L’ancienne ministre de l’Éducation, Nouria Benghebrit, a travaillé pour la généralisation de tamazight à toutes les régions d’Algérie. Imposer tamazight pour des locuteurs dont elle n’est pas la langue maternelle, est-ce une politique linguistique à défendre ?
Il me semble que non. La généralisation d’un tamazight scolaire reviendrait à imposer une deuxième langue étrangère aux apprenants arabophones qui font leur scolarisation dans une langue étrangère qu’est l’arabe scolaire. Quels sont les objectifs assignés à l’enseignement de cette langue qui n’est pas pratiquée ni sur le territoire national ni ailleurs ? Quelle en sera l’utilité ? La langue est d’abord un instrument de communication. À quelle communication servirait tamazight scolaire quand nous savons que les langues véhiculaires –d’intercompréhension – en Algérie, entre arabophones et berbérophones, sont l’arabe algérien et le français ou une alternance entre les deux ? Cette politique s’apparente en tous points à la politique d’arabisation imposée par la contrainte à l’ensemble des Algériens, reproduire le processus relève plus de la démagogie que du bon sens.
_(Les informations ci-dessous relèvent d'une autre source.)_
#[cfg(test)]
mod tests {
    use super::*;
    use crate::config::GalleryConfig;
    use crate::imaging::backend::tests::MockBackend;
    use crate::source::tests::MockSource;
    use crate::test_helpers::{TempDir, descriptors};
    use crate::types::{EncodedRaster, ImageMetadata};

    fn processed(w: u32, h: u32, bytes: u64) -> Arc<ProcessedImage> {
        let raster = |w, h| EncodedRaster {
            width: w,
            height: h,
            data: vec![0xFF, 0xD8],
        };
        Arc::new(ProcessedImage {
            thumbnail: raster(250, 188),
            preview: raster(w.min(2000), h.min(1500)),
            metadata: ImageMetadata {
                width: w,
                height: h,
                byte_size: bytes,
            },
        })
    }

    fn entries<'a>(list: &'a [ImageDescriptor], ready: &[bool]) -> Vec<GalleryEntry<'a>> {
        list.iter()
            .zip(ready)
            .map(|(d, &r)| GalleryEntry {
                descriptor: d,
                image: r.then(|| processed(4000, 3000, 1536)),
                original_href: d.source_url.clone(),
            })
            .collect()
    }

    #[test]
    fn slug_and_hrefs() {
        assert_eq!(image_slug(0, "Oak Panel"), "001-oak-panel");
        assert_eq!(image_slug(11, "!!!"), "012");
        assert_eq!(thumbnail_href("001-oak"), "images/001-oak-thumb.jpg");
        assert_eq!(preview_href("001-oak"), "images/001-oak-preview.jpg");
        assert_eq!(href_escape("originals/Oak Panel#1.jpg"), "originals/Oak%20Panel%231.jpg");
    }

    #[test]
    fn base_document_includes_doctype_and_script() {
        let doc = base_document("Test", html! { p { "x" } }).into_string();
        assert!(doc.starts_with("<!DOCTYPE html>"));
        assert!(doc.contains("<title>Test</title>"));
        assert!(doc.contains("showModal"));
    }

    #[test]
    fn grid_has_one_slot_per_descriptor() {
        let list = descriptors(&[("oak", "oak.jpg"), ("ash", "ash.jpg"), ("elm", "elm.jpg")]);
        let html = render_page("Woods", &entries(&list, &[true, false, true])).into_string();

        assert_eq!(html.matches("class=\"slot").count(), 3);
        assert!(html.contains(r#"data-image-id="ash""#));
        assert!(html.contains(r#"class="slot placeholder""#));
        assert!(html.contains(r#"src="images/001-oak-thumb.jpg""#));
        assert!(html.contains(r#"src="images/003-elm-preview.jpg""#));
        assert!(html.contains("3 images, 2 processed"));
    }

    #[test]
    fn slot_caption_shows_dimensions_and_size() {
        let list = descriptors(&[("oak", "oak.jpg")]);
        let html = render_page("W", &entries(&list, &[true])).into_string();
        assert!(html.contains("oak · 4000×3000 · 1.5 KB"));
    }

    #[test]
    fn lightbox_links_wrap_around() {
        let list = descriptors(&[("a", "a.jpg"), ("b", "b.jpg"), ("c", "c.jpg")]);
        let html = render_page("W", &entries(&list, &[true, true, true])).into_string();

        let first = html.find(r#"id="lightbox-0""#).unwrap();
        let second = html.find(r#"id="lightbox-1""#).unwrap();
        let first_dialog = &html[first..second];
        assert!(first_dialog.contains(r##"href="#lightbox-2""##));
        assert!(first_dialog.contains(r##"href="#lightbox-1""##));

        let last = &html[html.find(r#"id="lightbox-2""#).unwrap()..];
        assert!(last.contains(r##"href="#lightbox-0""##));
        assert!(last.contains(r##"href="#lightbox-1""##));
    }

    #[test]
    fn download_link_uses_display_name() {
        let mut list = descriptors(&[("oak", "https://cdn.example/p/oak.jpg")]);
        list[0].display_name = "Oak Panel".into();
        let html = render_page("W", &entries(&list, &[false])).into_string();
        assert!(html.contains(r#"href="https://cdn.example/p/oak.jpg" download="Oak Panel.jpg""#));
    }

    #[test]
    fn names_are_html_escaped() {
        let mut list = descriptors(&[("x", "x.jpg")]);
        list[0].display_name = "<script>alert(1)</script>".into();
        let html = render_page("W", &entries(&list, &[true])).into_string();
        assert!(html.contains("&lt;script&gt;alert(1)&lt;/script&gt;"));
    }

    #[test]
    fn render_gallery_writes_cached_rasters_and_originals() {
        let tmp = TempDir::new().unwrap();
        let mut config = GalleryConfig::default();
        config.loading.lazy = false;
        config.loading.frame_interval_ms = 0;
        let gallery = Gallery::new(
            descriptors(&[("oak", "oak.jpg"), ("bad", "bad.jpg")]),
            MockBackend::new(),
            MockSource::with_files(&[("oak.jpg", b"4000x3000"), ("bad.jpg", b"garbage")]),
            &config,
        );
        gallery.mount();

        let summary = render_gallery(&gallery, tmp.path(), "Catalog").unwrap();
        assert_eq!(summary.rendered, vec!["oak"]);
        assert_eq!(summary.placeholders, vec!["bad"]);
        assert_eq!(summary.originals_copied, 2);

        let thumb = fs::read(tmp.path().join("images/001-oak-thumb.jpg")).unwrap();
        assert_eq!(thumb, b"250x188@90");
        let preview = fs::read(tmp.path().join("images/001-oak-preview.jpg")).unwrap();
        assert_eq!(preview, b"2000x1500@95");
        assert_eq!(fs::read(tmp.path().join("originals/001-oak-oak.jpg")).unwrap(), b"4000x3000");

        let html = fs::read_to_string(&summary.index_path).unwrap();
        assert!(html.contains(r#"href="originals/001-oak-oak.jpg" download="oak.jpg""#));
    }

    #[test]
    fn originals_with_equal_display_names_do_not_collide() {
        let tmp = TempDir::new().unwrap();
        let mut list = descriptors(&[("a-oak", "a/oak.jpg"), ("b-oak", "b/oak.jpg")]);
        for d in &mut list {
            d.display_name = "oak".into();
        }
        let gallery = Gallery::new(
            list,
            MockBackend::new(),
            MockSource::with_files(&[("a/oak.jpg", b"300x200"), ("b/oak.jpg", b"200x300")]),
            &GalleryConfig::default(),
        );

        let summary = render_gallery(&gallery, tmp.path(), "Catalog").unwrap();
        assert_eq!(summary.originals_copied, 2);

        let a = tmp.path().join("originals/001-a-oak-oak.jpg");
        let b = tmp.path().join("originals/002-b-oak-oak.jpg");
        assert_eq!(fs::read(&a).unwrap(), b"300x200");
        assert_eq!(fs::read(&b).unwrap(), b"200x300");

        // Both links still offer the display name for saving
        let html = fs::read_to_string(&summary.index_path).unwrap();
        assert!(html.contains(r#"href="originals/001-a-oak-oak.jpg" download="oak.jpg""#));
        assert!(html.contains(r#"href="originals/002-b-oak-oak.jpg" download="oak.jpg""#));
    }
}
//! High-level image operations.
//!
//! These functions combine calculations with backend execution. Given the
//! source bytes of one image they produce both gallery rasters from a single
//! decode.

use super::backend::{BackendError, ImageBackend};
use super::calculations::{plan_preview, plan_thumbnail};
use super::params::Quality;
use crate::types::EncodedRaster;

/// Result type for image operations.
pub type Result<T> = std::result::Result<T, BackendError>;

/// Thumbnail settings: square box size and encode quality.
#[derive(Debug, Clone, Copy)]
pub struct ThumbnailConfig {
    pub size: u32,
    pub quality: Quality,
}

impl Default for ThumbnailConfig {
    fn default() -> Self {
        Self {
            size: 250,
            quality: Quality::new(90),
        }
    }
}

/// Preview settings: bound on the longer edge and encode quality.
#[derive(Debug, Clone, Copy)]
pub struct PreviewConfig {
    pub size: u32,
    pub quality: Quality,
}

impl Default for PreviewConfig {
    fn default() -> Self {
        Self {
            size: 2000,
            quality: Quality::new(95),
        }
    }
}

/// Both rasters derived from one decode, plus the source dimensions.
#[derive(Debug, Clone)]
pub struct RenderedPair {
    pub source_width: u32,
    pub source_height: u32,
    pub thumbnail: EncodedRaster,
    pub preview: EncodedRaster,
}

/// Decode `bytes` once and derive the thumbnail and preview.
///
/// Any failure aborts the whole pair, so callers never see a thumbnail
/// without its preview.
pub fn render_variants<B: ImageBackend>(
    backend: &B,
    bytes: &[u8],
    thumbnail: &ThumbnailConfig,
    preview: &PreviewConfig,
) -> Result<RenderedPair> {
    let source = backend.decode(bytes)?;
    let dims = backend.dimensions(&source);
    if dims.width == 0 || dims.height == 0 {
        return Err(BackendError::Decode(format!(
            "Source has no pixels ({}x{})",
            dims.width, dims.height
        )));
    }

    let thumb = create_thumbnail(backend, &source, dims.as_tuple(), thumbnail)?;
    let prev = create_preview(backend, &source, dims.as_tuple(), preview)?;

    Ok(RenderedPair {
        source_width: dims.width,
        source_height: dims.height,
        thumbnail: thumb,
        preview: prev,
    })
}

/// Resize through the planned passes and encode the thumbnail.
pub fn create_thumbnail<B: ImageBackend>(
    backend: &B,
    source: &B::Raster,
    source_dims: (u32, u32),
    config: &ThumbnailConfig,
) -> Result<EncodedRaster> {
    let plan = plan_thumbnail(source_dims, config.size);

    let mut passes = plan.passes.iter();
    // The first pass reads from the decoded source, the rest chain
    let first = passes
        .next()
        .ok_or_else(|| BackendError::ProcessingFailed("Empty thumbnail plan".to_string()))?;
    let mut current = backend.resize(source, first)?;
    for pass in passes {
        current = backend.resize(&current, pass)?;
    }

    let target = plan.target();
    Ok(EncodedRaster {
        width: target.width,
        height: target.height,
        data: backend.encode(&current, config.quality)?,
    })
}

/// Bound the preview and encode it. Sources that already fit are encoded as-is.
pub fn create_preview<B: ImageBackend>(
    backend: &B,
    source: &B::Raster,
    source_dims: (u32, u32),
    config: &PreviewConfig,
) -> Result<EncodedRaster> {
    let plan = plan_preview(source_dims, config.size);

    let data = match plan.resize {
        Some(params) => {
            let resized = backend.resize(source, &params)?;
            backend.encode(&resized, config.quality)?
        }
        None => backend.encode(source, config.quality)?,
    };

    Ok(EncodedRaster {
        width: plan.width,
        height: plan.height,
        data,
    })
}

#[cfg(test)]
mod tests {
    use super::*;
    use crate::imaging::backend::tests::{MockBackend, RecordedOp};

    #[test]
    fn large_source_scenario() {
        let backend = MockBackend::new();
        let pair = render_variants(
            &backend,
            b"4000x3000",
            &ThumbnailConfig::default(),
            &PreviewConfig::default(),
        )
        .unwrap();

        assert_eq!((pair.source_width, pair.source_height), (4000, 3000));
        assert_eq!((pair.thumbnail.width, pair.thumbnail.height), (250, 188));
        assert_eq!((pair.preview.width, pair.preview.height), (2000, 1500));

        let ops = backend.get_operations();
        assert_eq!(
            ops,
            vec![
                RecordedOp::Decode { width: 4000, height: 3000 },
                RecordedOp::Resize { from: (4000, 3000), to: (500, 375) },
                RecordedOp::Resize { from: (500, 375), to: (250, 188) },
                RecordedOp::Encode { width: 250, height: 188, quality: 90 },
                RecordedOp::Resize { from: (4000, 3000), to: (2000, 1500) },
                RecordedOp::Encode { width: 2000, height: 1500, quality: 95 },
            ]
        );
    }

    #[test]
    fn small_source_scenario() {
        let backend = MockBackend::new();
        let pair = render_variants(
            &backend,
            b"200x150",
            &ThumbnailConfig::default(),
            &PreviewConfig::default(),
        )
        .unwrap();

        assert_eq!((pair.thumbnail.width, pair.thumbnail.height), (250, 188));
        assert_eq!((pair.preview.width, pair.preview.height), (200, 150));

        let ops = backend.get_operations();
        assert_eq!(backend.decode_count(), 1);
        // One thumbnail pass, preview encoded straight from the source
        assert_eq!(
            ops[1..],
            [
                RecordedOp::Resize { from: (200, 150), to: (250, 188) },
                RecordedOp::Encode { width: 250, height: 188, quality: 90 },
                RecordedOp::Encode { width: 200, height: 150, quality: 95 },
            ]
        );
    }

    #[test]
    fn custom_sizes_are_honoured() {
        let backend = MockBackend::new();
        let pair = render_variants(
            &backend,
            b"1200x1600",
            &ThumbnailConfig {
                size: 100,
                quality: Quality::new(80),
            },
            &PreviewConfig {
                size: 800,
                quality: Quality::new(85),
            },
        )
        .unwrap();

        assert_eq!((pair.thumbnail.width, pair.thumbnail.height), (75, 100));
        assert_eq!((pair.preview.width, pair.preview.height), (600, 800));
    }

    #[test]
    fn decode_failure_produces_nothing() {
        let backend = MockBackend::new();
        let result = render_variants(
            &backend,
            b"corrupt",
            &ThumbnailConfig::default(),
            &PreviewConfig::default(),
        );
        assert!(matches!(result, Err(BackendError::Decode(_))));
        assert!(backend.get_operations().is_empty());
    }

    #[test]
    fn zero_sized_source_is_rejected() {
        let backend = MockBackend::new();
        let result = render_variants(
            &backend,
            b"0x300",
            &ThumbnailConfig::default(),
            &PreviewConfig::default(),
        );
        assert!(result.is_err());
    }
}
Il serait par contre intéressant d’ouvrir des départements de langues berbères au niveau des universités sises dans les grandes villes arabophones comme Oran ou Constantine pour permettre à ceux qui le souhaitent d’apprendre la langue berbère de leur choix.
Vous le dites. Quand on sait que l’arabisation a eu des conséquences désastreuses sur l’école et l’université algériennes, peut-on craindre à ce que l’amazighisation, si elle venait à se faire, ait les mêmes effets néfastes ?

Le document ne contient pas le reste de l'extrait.